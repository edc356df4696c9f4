//! The persisted settings model.

use crate::backend::Backend;
use crate::error::ConfigError;
use crate::types::{LogLevel, TestSuite};
use serde::{Deserialize, Serialize};
use std::collections::BTreeMap;
use std::path::PathBuf;

/// Invocation settings for one external rasterizer.
#[derive(Debug, Clone, PartialEq, Serialize, Deserialize)]
pub struct BackendSettings {
    /// Whether the backend takes part in render passes.
    #[serde(default = "crate::defaults::bool_true")]
    pub enabled: bool,

    /// Path to the rasterizer entry point (a runnable `.jar`).
    #[serde(default)]
    pub path: PathBuf,
}

impl Default for BackendSettings {
    fn default() -> Self {
        Self {
            enabled: true,
            path: PathBuf::new(),
        }
    }
}

/// Application settings, stored as YAML.
///
/// The render engine never reads this type directly; it receives an
/// immutable [`crate::RenderSettings`] built by [`Settings::snapshot`].
#[derive(Debug, Clone, PartialEq, Serialize, Deserialize)]
pub struct Settings {
    /// Active corpus.
    #[serde(default)]
    pub test_suite: TestSuite,

    /// Root of the curated regression suite.
    #[serde(default = "crate::defaults::tests_dir")]
    pub tests_dir: PathBuf,

    /// Root of the ad-hoc corpus.
    #[serde(default = "crate::defaults::custom_tests_dir")]
    pub custom_tests_dir: PathBuf,

    /// Temporary rasterizer output and render cache live here.
    #[serde(default = "crate::defaults::work_dir")]
    pub work_dir: PathBuf,

    /// Edge length of the square view, in logical pixels.
    #[serde(default = "crate::defaults::view_size")]
    pub view_size: u32,

    /// Multiplier applied to `view_size` for HiDPI output.
    #[serde(default = "crate::defaults::dpi_scale")]
    pub dpi_scale: f64,

    /// Worker pool size; 0 uses the available parallelism.
    #[serde(default = "crate::defaults::workers")]
    pub workers: usize,

    /// Runtime used to start the Java rasterizers.
    #[serde(default = "crate::defaults::java_program")]
    pub java_program: String,

    #[serde(default)]
    pub log_level: LogLevel,

    /// Per-backend invocation settings, keyed by stable backend name.
    #[serde(default = "crate::defaults::backends")]
    pub backends: BTreeMap<Backend, BackendSettings>,
}

impl Default for Settings {
    fn default() -> Self {
        Self {
            test_suite: TestSuite::default(),
            tests_dir: crate::defaults::tests_dir(),
            custom_tests_dir: crate::defaults::custom_tests_dir(),
            work_dir: crate::defaults::work_dir(),
            view_size: crate::defaults::view_size(),
            dpi_scale: crate::defaults::dpi_scale(),
            workers: crate::defaults::workers(),
            java_program: crate::defaults::java_program(),
            log_level: LogLevel::default(),
            backends: crate::defaults::backends(),
        }
    }
}

impl Settings {
    /// Settings for `backend`, falling back to the defaults when the file
    /// omits it.
    pub fn backend(&self, backend: Backend) -> BackendSettings {
        self.backends.get(&backend).cloned().unwrap_or_default()
    }

    pub fn backend_mut(&mut self, backend: Backend) -> &mut BackendSettings {
        self.backends.entry(backend).or_default()
    }

    /// Root directory of the active corpus.
    pub fn tests_path(&self) -> &PathBuf {
        match self.test_suite {
            TestSuite::Results => &self.tests_dir,
            TestSuite::Custom => &self.custom_tests_dir,
        }
    }

    /// Reject values the render engine cannot work with.
    pub fn validate(&self) -> Result<(), ConfigError> {
        if self.view_size == 0 {
            return Err(ConfigError::Validation(
                "view_size must be greater than zero".to_string(),
            ));
        }
        if !self.dpi_scale.is_finite() || self.dpi_scale <= 0.0 {
            return Err(ConfigError::Validation(format!(
                "dpi_scale must be a positive number, got {}",
                self.dpi_scale
            )));
        }
        if self.backends.contains_key(&Backend::Reference) {
            return Err(ConfigError::Validation(
                "the reference backend has no invocation settings".to_string(),
            ));
        }
        if self.java_program.trim().is_empty() {
            return Err(ConfigError::Validation(
                "java_program must not be empty".to_string(),
            ));
        }
        Ok(())
    }

    /// View size after applying the HiDPI scale.
    pub fn effective_view_size(&self) -> u32 {
        ((self.view_size as f64) * self.dpi_scale).round().max(1.0) as u32
    }
}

TASK BRIEF: Would you transcribe, exactly, the lines running from the one that contains "the HiDPI scale." through the final line of the listing above? Include both ends and nothing else.

EXPECTED ANSWER:
    /// View size after applying the HiDPI scale.
    pub fn effective_view_size(&self) -> u32 {
        ((self.view_size as f64) * self.dpi_scale).round().max(1.0) as u32
    }
}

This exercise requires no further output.